Christophe Murciani, Directeur des Fonds – Dette Immobilière, Sienna Private Credit
Christophe Murciani, Directeur des Fonds – Dette Immobilière, Sienna Private Credit  - 

Le bouleversement de 2022 en quelques chiffres-clé

Quelle trajectoire pour le taux de capitalisation des bureaux Prime Paris QCA (Quartier Central des affaires) ? A quand une stabilisation et à quel niveau ? Après une année 2022 chahutée par le durcissement des politiques monétaires, destiné à contrer une inflation persistante qui s’est concrétisée par une hausse de 275 points de base du taux des OAT à 10 ans et de 185 points de base du taux des OATi à 10 ans, où en est le marché immobilier et particulièrement son compartiment-phare, le marché des bureaux Prime Paris QCA ?

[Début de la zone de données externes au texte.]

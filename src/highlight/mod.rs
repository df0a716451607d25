//! 色付け
//!
//! ハイライタの契約（`SyntaxHighlighter`）と、フレーム単位で進む
//! インクリメンタル色付けスケジューラ（`Colorizer`）

pub mod colorizer;
pub mod language;

pub use colorizer::Colorizer;
pub use language::{LanguageDefinition, RegexHighlighter, ScanState};

use crate::buffer::{ColorIndex, Glyph};
use crate::error::highlight::Result;
use std::fmt;

/// 1フレームで色付けする行数の既定値
pub const DEFAULT_MAX_LINES_PER_FRAME: usize = 1000;

/// 構文ハイライタ
///
/// 1行分のグリフの色を書き換え、次の行へ引き継ぐ状態（carry state）を返す。
/// 最初の行、または前の行が状態を持たない場合は `None` が渡される。
pub trait SyntaxHighlighter {
    /// 行をまたいで引き継ぐ状態
    type State: Clone + PartialEq + fmt::Debug;

    /// 改行時に前の行のインデントを引き継ぐか
    fn auto_indentation(&self) -> bool {
        true
    }

    /// 1フレームで処理する最大行数
    fn max_lines_per_frame(&self) -> usize {
        DEFAULT_MAX_LINES_PER_FRAME
    }

    /// 識別子のツールチップ
    fn tooltip(&self, _identifier: &str) -> Option<String> {
        None
    }

    /// 行を色付けし、次の行へ渡す状態を返す
    fn colorize(
        &self,
        line: &mut [Glyph],
        state: Option<&Self::State>,
    ) -> Result<Option<Self::State>>;
}

/// 何も色付けしないハイライタ
#[derive(Debug, Clone, Copy, Default)]
pub struct PlainHighlighter;

impl SyntaxHighlighter for PlainHighlighter {
    type State = ();

    fn colorize(&self, line: &mut [Glyph], _state: Option<&()>) -> Result<Option<()>> {
        for glyph in line {
            *glyph = Glyph::with_color(glyph.ch, ColorIndex::Default);
        }
        Ok(None)
    }
}
//! インクリメンタル色付けスケジューラ
//!
//! 汚れ範囲 `[start, end)` を保持し、呼び出しごとに最大
//! `max_lines_per_frame` 行だけ色付けを進める。
//! 行ごとの引き継ぎ状態はハイライタ固有の型のまま保持する。

use super::{PlainHighlighter, SyntaxHighlighter};
use crate::buffer::{Glyph, TextBuffer, TextChange};
use crate::error::highlight::Result;
use std::ops::Range;

/// ハイライタと行ごとの引き継ぎ状態をまとめて扱うための内部トレイト
trait LineColorizer {
    fn auto_indentation(&self) -> bool;
    fn max_lines_per_frame(&self) -> usize;
    fn tooltip(&self, identifier: &str) -> Option<String>;
    /// 行を色付けし、引き継ぎ状態が変化したかを返す
    fn colorize_line(&mut self, index: usize, glyphs: &mut [Glyph]) -> Result<bool>;
    fn line_inserted(&mut self, index: usize);
    fn lines_removed(&mut self, start: usize, end: usize);
    fn reset(&mut self);
}

struct CarriedStates<H: SyntaxHighlighter> {
    highlighter: H,
    states: Vec<Option<H::State>>,
}

impl<H: SyntaxHighlighter> LineColorizer for CarriedStates<H> {
    fn auto_indentation(&self) -> bool {
        self.highlighter.auto_indentation()
    }

    fn max_lines_per_frame(&self) -> usize {
        self.highlighter.max_lines_per_frame()
    }

    fn tooltip(&self, identifier: &str) -> Option<String> {
        self.highlighter.tooltip(identifier)
    }

    fn colorize_line(&mut self, index: usize, glyphs: &mut [Glyph]) -> Result<bool> {
        let incoming = match index {
            0 => None,
            _ => self.states.get(index - 1).and_then(Option::as_ref),
        };
        let outgoing = self.highlighter.colorize(glyphs, incoming)?;

        if self.states.len() <= index {
            self.states.resize(index + 1, None);
        }
        let changed = self.states[index] != outgoing;
        self.states[index] = outgoing;
        Ok(changed)
    }

    fn line_inserted(&mut self, index: usize) {
        if index <= self.states.len() {
            self.states.insert(index, None);
        }
    }

    fn lines_removed(&mut self, start: usize, end: usize) {
        let len = self.states.len();
        if start < len {
            self.states.drain(start..(end + 1).min(len));
        }
    }

    fn reset(&mut self) {
        self.states.clear();
    }
}

/// インクリメンタル色付けスケジューラ
pub struct Colorizer {
    highlighter: Box<dyn LineColorizer>,
    enabled: bool,
    dirty: Option<Range<usize>>,
}

impl Default for Colorizer {
    fn default() -> Self {
        Self::new()
    }
}

impl Colorizer {
    /// `PlainHighlighter` を使う色付け器を作成
    pub fn new() -> Self {
        Self {
            highlighter: Box::new(CarriedStates {
                highlighter: PlainHighlighter,
                states: Vec::new(),
            }),
            enabled: true,
            dirty: None,
        }
    }

    /// ハイライタを差し替え、全行を汚れとして登録する
    pub fn set_highlighter<H>(&mut self, highlighter: H, line_count: usize)
    where
        H: SyntaxHighlighter + 'static,
    {
        self.highlighter = Box::new(CarriedStates {
            highlighter,
            states: Vec::new(),
        });
        self.dirty = None;
        self.invalidate(0, None, line_count);
    }

    pub fn is_enabled(&self) -> bool {
        self.enabled
    }

    pub fn set_enabled(&mut self, enabled: bool) {
        self.enabled = enabled;
    }

    /// 色付け待ちの範囲（なければ `None`）
    pub fn dirty_range(&self) -> Option<Range<usize>> {
        self.dirty.clone()
    }

    /// 色付け待ちの行が残っているか
    pub fn is_pending(&self) -> bool {
        self.dirty.is_some()
    }

    pub fn auto_indentation(&self) -> bool {
        self.highlighter.auto_indentation()
    }

    pub fn max_lines_per_frame(&self) -> usize {
        self.highlighter.max_lines_per_frame()
    }

    pub fn tooltip(&self, identifier: &str) -> Option<String> {
        self.highlighter.tooltip(identifier)
    }

    /// `[from, from + count)` を汚れ範囲に加える
    ///
    /// `count` が `None` ならバッファ末尾まで。範囲は広がるのみで縮まない。
    pub fn invalidate(&mut self, from: usize, count: Option<usize>, line_count: usize) {
        if from >= line_count {
            return;
        }
        let end = count
            .map_or(line_count, |count| from.saturating_add(count))
            .min(line_count);
        if end <= from {
            return;
        }

        self.dirty = Some(match self.dirty.take() {
            Some(range) => range.start.min(from)..range.end.max(end),
            None => from..end,
        });
    }

    /// バッファの構造変更を反映する
    pub fn on_change(&mut self, change: &TextChange, line_count: usize) {
        match *change {
            TextChange::AllTextReplaced => {
                self.highlighter.reset();
                self.dirty = None;
                self.invalidate(0, None, line_count);
            }
            TextChange::LineInserted(index) => {
                self.highlighter.line_inserted(index);
                self.dirty = self.dirty.take().map(|range| {
                    let shift = |bound: usize| if bound > index { bound + 1 } else { bound };
                    let start = if range.start >= index {
                        range.start + 1
                    } else {
                        range.start
                    };
                    start..shift(range.end)
                });
                self.clamp_dirty(line_count);
                self.invalidate(index, Some(1), line_count);
            }
            TextChange::LinesRemoved { start, end } => {
                self.highlighter.lines_removed(start, end);
                let count = end - start + 1;
                let shift = |bound: usize| {
                    if bound <= start {
                        bound
                    } else if bound > end {
                        bound - count
                    } else {
                        start
                    }
                };
                self.dirty = self
                    .dirty
                    .take()
                    .map(|range| shift(range.start)..shift(range.end));
                self.clamp_dirty(line_count);
                self.invalidate(start, Some(1), line_count);
            }
        }
    }

    fn clamp_dirty(&mut self, line_count: usize) {
        self.dirty = self
            .dirty
            .take()
            .map(|range| range.start..range.end.min(line_count))
            .filter(|range| range.start < range.end);
    }

    /// 汚れ範囲の先頭から最大 `max_lines_per_frame` 行を色付けする
    ///
    /// 処理した行数を返す。最後の汚れ行で引き継ぎ状態が変わった場合は、
    /// 次の行も汚れ範囲に含める。ハイライタがエラーを返した場合は
    /// その行から再開できるよう範囲を残す。
    pub fn colorize_incremental(&mut self, text: &mut TextBuffer) -> Result<usize> {
        if !self.enabled {
            return Ok(0);
        }
        let Some(range) = self.dirty.clone() else {
            return Ok(0);
        };

        let line_count = text.line_count();
        let budget = self.highlighter.max_lines_per_frame().max(1);
        let mut line = range.start;
        let mut end = range.end.min(line_count);
        let mut processed = 0;

        while line < end && processed < budget {
            let Some(target) = text.line_mut(line) else {
                break;
            };
            match self.highlighter.colorize_line(line, target.glyphs_mut()) {
                Ok(changed) => {
                    if changed && line + 1 == end && end < line_count {
                        end += 1;
                    }
                }
                Err(error) => {
                    log::error!("colorizer stopped at line {}: {}", line, error);
                    self.dirty = Some(line..end);
                    return Err(error);
                }
            }
            line += 1;
            processed += 1;
        }

        self.dirty = (line < end).then(|| line..end);
        Ok(processed)
    }
}

impl std::fmt::Debug for Colorizer {
    fn fmt(&self, f: &mut std::fmt::Formatter<'_>) -> std::fmt::Result {
        f.debug_struct("Colorizer")
            .field("enabled", &self.enabled)
            .field("dirty", &self.dirty)
            .finish()
    }
}
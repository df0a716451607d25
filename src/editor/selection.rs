//! 選択範囲
//!
//! カーソルと選択の始点・終点。始点 ≤ 終点 を常に保ち、
//! 単語・行単位の選択モードでは境界へ吸着させる。

use crate::buffer::{Coordinates, TextBuffer};
use serde::{Deserialize, Serialize};

/// 選択の粒度
#[derive(Debug, Clone, Copy, PartialEq, Eq, Default, Serialize, Deserialize)]
#[serde(rename_all = "lowercase")]
pub enum SelectionMode {
    #[default]
    Normal,
    Word,
    Line,
}

/// 取り消し・やり直しで復元するカーソルと選択の状態
#[derive(Debug, Clone, Copy, PartialEq, Eq, Default, Serialize, Deserialize)]
pub struct SelectionState {
    pub cursor: Coordinates,
    pub start: Coordinates,
    pub end: Coordinates,
}

/// 選択範囲とカーソル
#[derive(Debug, Clone, Default)]
pub struct Selection {
    state: SelectionState,
    interactive_start: Coordinates,
    interactive_end: Coordinates,
    mode: SelectionMode,
}

impl Selection {
    pub fn new() -> Self {
        Self::default()
    }

    pub fn state(&self) -> SelectionState {
        self.state
    }

    /// 状態をそのまま復元する（整合はしない）
    pub fn restore(&mut self, state: SelectionState) {
        self.state = state;
        self.interactive_start = state.start;
        self.interactive_end = state.end;
    }

    /// 原点へ戻す
    pub fn reset(&mut self) {
        *self = Self::default();
    }

    pub fn start(&self) -> Coordinates {
        self.state.start
    }

    pub fn end(&self) -> Coordinates {
        self.state.end
    }

    pub fn mode(&self) -> SelectionMode {
        self.mode
    }

    pub fn set_mode(&mut self, mode: SelectionMode) {
        self.mode = mode;
    }

    pub fn has_selection(&self) -> bool {
        self.state.end > self.state.start
    }

    /// 保持しているカーソル位置（整合前）
    pub fn raw_cursor(&self) -> Coordinates {
        self.state.cursor
    }

    /// バッファに合わせて丸めたカーソル位置
    pub fn cursor(&self, text: &TextBuffer) -> Coordinates {
        text.sanitize_coordinates(self.state.cursor)
    }

    pub fn set_cursor(&mut self, text: &TextBuffer, at: Coordinates) {
        self.state.cursor = text.sanitize_coordinates(at);
    }

    /// 丸めずにカーソルを置く（縦移動で列を保つ）
    pub fn place_cursor(&mut self, at: Coordinates) {
        self.state.cursor = at;
    }

    pub fn interactive_start(&self) -> Coordinates {
        self.interactive_start
    }

    pub fn interactive_end(&self) -> Coordinates {
        self.interactive_end
    }

    pub fn set_interactive(&mut self, start: Coordinates, end: Coordinates) {
        self.interactive_start = start;
        self.interactive_end = end;
    }

    /// 始点を設定する（終点を越えたら入れ替える）
    pub fn set_start(&mut self, text: &TextBuffer, at: Coordinates) {
        self.state.start = text.sanitize_coordinates(at);
        if self.state.start > self.state.end {
            std::mem::swap(&mut self.state.start, &mut self.state.end);
        }
    }

    /// 終点を設定する（始点より前なら入れ替える）
    pub fn set_end(&mut self, text: &TextBuffer, at: Coordinates) {
        self.state.end = text.sanitize_coordinates(at);
        if self.state.start > self.state.end {
            std::mem::swap(&mut self.state.start, &mut self.state.end);
        }
    }

    /// 範囲を選択し、モードに応じて境界へ吸着させる
    pub fn select(
        &mut self,
        text: &TextBuffer,
        start: Coordinates,
        end: Coordinates,
        mode: SelectionMode,
    ) {
        self.state.start = text.sanitize_coordinates(start);
        self.state.end = text.sanitize_coordinates(end);
        if self.state.start > self.state.end {
            std::mem::swap(&mut self.state.start, &mut self.state.end);
        }

        match mode {
            SelectionMode::Normal => {}
            SelectionMode::Word => {
                self.state.start = text.find_word_start(self.state.start);
                if !text.is_on_word_boundary(self.state.end) {
                    self.state.end = text.find_word_end(text.find_word_start(self.state.end));
                }
            }
            SelectionMode::Line => {
                let (first, last) = (self.state.start.line, self.state.end.line);
                self.state.start = Coordinates::new(first, 0);
                self.state.end = Coordinates::new(last, text.line_max_column(last));
            }
        }
    }

    /// 全体を選択する
    ///
    /// 終点は最終行の次の行頭を指定し、丸めによって最終行の行末になる。
    pub fn select_all(&mut self, text: &TextBuffer) {
        self.select(
            text,
            Coordinates::origin(),
            Coordinates::new(text.line_count(), 0),
            SelectionMode::Normal,
        );
    }

    /// カーソル下の単語を選択する
    pub fn select_word_under_cursor(&mut self, text: &TextBuffer) {
        let cursor = self.cursor(text);
        let start = text.find_word_start(cursor);
        let end = text.find_word_end(cursor);
        self.select(text, start, end, SelectionMode::Normal);
    }

    /// 選択を解除してカーソル位置へ畳む
    pub fn collapse_to(&mut self, text: &TextBuffer, at: Coordinates) {
        let at = text.sanitize_coordinates(at);
        self.state = SelectionState {
            cursor: at,
            start: at,
            end: at,
        };
        self.interactive_start = at;
        self.interactive_end = at;
    }
}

Les facteurs économiques à fin 2022 ont également complétement changé par rapport à fin 2021 : l’inflation mesurée par le glissement annuel des prix à la consommation est passée, en France, de 2,8% à 5,9% et la croissance mesurée par le glissement annuel du PIB de 5,4% à 0,3%. Si l’inflation est favorable au marché immobilier au travers de l’indexation des loyers, le ralentissement économique lui est défavorable par la vacance qu’elle peut amplifier.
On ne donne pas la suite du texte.